Monetary policy has reached the end of a very long road and has proven a failure, according to Steen Jakobsen, Chief Economist and CIO, Saxo Bank.
Jakobsen says that in a global system of failed monetary policies and a long and difficult path to fiscal policy, there is only one other tool left in the box for the global economy and that is lower the price of global money itself: the US dollar:
“There is an estimated USD 240 trillion of debt in the world, roughly 240% of global GDP,” he says. “Far too much of this debt is denominated in US dollars due to the dollar’s role as reserve currency and the deep liquidity of the US capital markets. In this respect, the prospects for all asset classes become a function of US dollar liquidity and direction. If the dollar rises too much, the strain in the system increases: not only for US export, but also for the emerging market with its high dependence on USD funding and export machines.”
According to Jakobsen, weakening the Killer Dollar will likely put the final nail in the coffin of the grand credit cycle that started in the early 1980s, when the US balance sheet was reset, and the USD was anchored by Volcker’s victory over inflation after Nixon abandoned the gold standard in 1971. The grand cycle since then has been turbocharged by globalisation and by lending money into existence via offshore USD creation.

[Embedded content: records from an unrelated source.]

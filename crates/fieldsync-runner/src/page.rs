use std::sync::Arc;

use anyhow::Result;
use fieldsync_core::{CaptureInput, ClientId, ClientMessage, EvidenceRecord};
use fieldsync_platform::{ClientConnection, Platform};
use fieldsync_queue::{DrainReport, EvidenceQueue, SyncOrchestrator, TokenProvider, Uploader};
use tokio::sync::mpsc;
use tracing::{debug, info, warn};

use crate::{RegistrationState, SyncRegistrar};

/// Page events that may trigger an opportunistic drain.
#[derive(Clone, Copy, Debug, PartialEq, Eq)]
pub enum Trigger {
    Focus,
    Visible,
    Online,
}

/// One open foreground page: its queue view, drain loop and sync registration.
pub struct Page<U, T> {
    inner: Arc<PageInner<U, T>>,
}

impl<U, T> Clone for Page<U, T> {
    fn clone(&self) -> Self {
        Self {
            inner: self.inner.clone(),
        }
    }
}

struct PageInner<U, T> {
    id: ClientId,
    platform: Platform,
    orchestrator: SyncOrchestrator<U, T>,
    registrar: SyncRegistrar,
    always_fallback: bool,
}

impl<U, T> Page<U, T>
where
    U: Uploader + 'static,
    T: TokenProvider + 'static,
{
    /// Open the page on the platform and publish the current queue. If work
    /// is left over from an earlier session, ask for a sync straight away.
    pub async fn mount(
        platform: &Platform,
        url: impl Into<String>,
        orchestrator: SyncOrchestrator<U, T>,
        tag: &str,
        always_fallback: bool,
    ) -> Result<(Self, ClientConnection)> {
        let conn = platform.open_page(url).await;
        let registrar = SyncRegistrar::new(Arc::new(platform.clone()), tag);
        let page = Self {
            inner: Arc::new(PageInner {
                id: conn.id.clone(),
                platform: platform.clone(),
                orchestrator,
                registrar,
                always_fallback,
            }),
        };
        let snapshot = page.queue().refresh().await?;
        if snapshot.outstanding() > 0 {
            page.inner.registrar.request();
        }
        debug!(page = %page.id(), records = snapshot.records.len(), "page mounted");
        Ok((page, conn))
    }

    pub fn id(&self) -> &ClientId {
        &self.inner.id
    }

    pub fn queue(&self) -> &EvidenceQueue {
        self.inner.orchestrator.queue()
    }

    pub fn registration(&self) -> RegistrationState {
        self.inner.registrar.state()
    }

    pub fn request_sync(&self) -> RegistrationState {
        self.inner.registrar.request()
    }

    /// Queue a capture, then ask the platform to wake us when online.
    pub async fn capture(&self, input: CaptureInput) -> Result<EvidenceRecord> {
        let record = self.queue().add(input).await?;
        self.request_sync();
        Ok(record)
    }

    pub async fn handle_message(&self, message: ClientMessage) -> Result<DrainReport> {
        match message {
            ClientMessage::SyncEvidenceQueue => {
                self.queue().refresh().await?;
                Ok(self.inner.orchestrator.drain().await?)
            }
        }
    }

    /// Drain only when the page cannot rely on a wake-up (or is configured to
    /// always drain); otherwise just refresh the view.
    pub async fn on_trigger(&self, trigger: Trigger) -> Result<Option<DrainReport>> {
        let fallback = self.inner.always_fallback || self.registration().needs_fallback();
        if !fallback || !self.inner.platform.is_online() {
            self.queue().refresh().await?;
            return Ok(None);
        }
        debug!(page = %self.id(), ?trigger, "opportunistic drain");
        Ok(Some(self.inner.orchestrator.drain().await?))
    }

    pub async fn on_focus(&self) -> Result<Option<DrainReport>> {
        self.on_trigger(Trigger::Focus).await
    }

    pub async fn on_visibility_change(&self, visible: bool) -> Result<Option<DrainReport>> {
        if !visible {
            return Ok(None);
        }
        self.on_trigger(Trigger::Visible).await
    }

    pub async fn on_online(&self) -> Result<Option<DrainReport>> {
        self.on_trigger(Trigger::Online).await
    }

    /// Serve worker messages until the page's inbox closes.
    pub async fn run(self, mut inbox: mpsc::Receiver<ClientMessage>) {
        while let Some(message) = inbox.recv().await {
            let kind = message.kind();
            match self.handle_message(message).await {
                Ok(report) => debug!(page = %self.id(), kind, synced = report.synced, "handled worker message"),
                Err(e) => warn!(page = %self.id(), kind, error = %e, "worker message failed"),
            }
        }
        info!(page = %self.id(), "page inbox closed");
    }

    pub async fn close(&self) -> Result<bool> {
        Ok(self.inner.platform.close_page(&self.inner.id).await?)
    }
}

He adds: “A weaker USD can only buy us some time; it won’t offer a structural solution. It’s the easiest quick fix to what ails global markets, and the one with the least political resistance. The mighty dollar is set to tumble. But be careful what you wish for, USA.”
The end of US equity outperformance
In August 2019, the USD reached a high enough level for the US Treasury Secretary Steve Mnuchin to declare that the US government does not intend to intervene in the USD for now — although he also said that the Trump administration had weighed up intervention. In other words, the US is planning to intervene if the Fed does not manage to weaken the USD through monetary policy.
“Whenever the USD weakens equity markets should strengthen,” says Peter Garnry, Head of Equity Strategy at Saxo. “As the world’s reserve currency, largest trading currency and the currency used in commodity markets, the USD is an important component in financial conditions. Since the 2008 crash, emerging market countries have seen a large increase in issuance of USD bonds which has added another growth constraint from the USD.”
Garnry thinks that if we break the period into regimes of stronger or weaker real USD, a clear pattern appears. Whenever the USD strengthens, the US equity market outperforms the world ex-US and emerging markets and vice versa.
Some form of USD intervention is the next logical policy step. Monetary policy has lost its effectiveness and fiscal stimulus is coming to slowly to offset the weakness in the global economy (the OECD’s leading indicators have been declining for 18 straight months). A great irony of any USD intervention is that it will partly help China, which is not exactly the strategy of the Trump administration but as with everything in life there are always trade-offs.
In February 2019, equity markets celebrated the 10-year anniversary of the equity market bottom during the financial crisis. The celebration occurred with a historic equity outperformance over aggregate US government bonds of 339% or 16% annualised. This is one of the best 10-year periods for US equities relative to government bonds since 1973, only marginally topped by the dot-com peak. It is quite likely that the next 10 years will not offer attractive equity returns in terms of outperformance and especially not when factoring in the downside risk relative to upside risk.
Investors attempting to escape low yields with pure equity exposure are running portfolios that are at risk to policy mistakes and a potential global recession — which has a probability of around 25-40% within the next 6-12 months.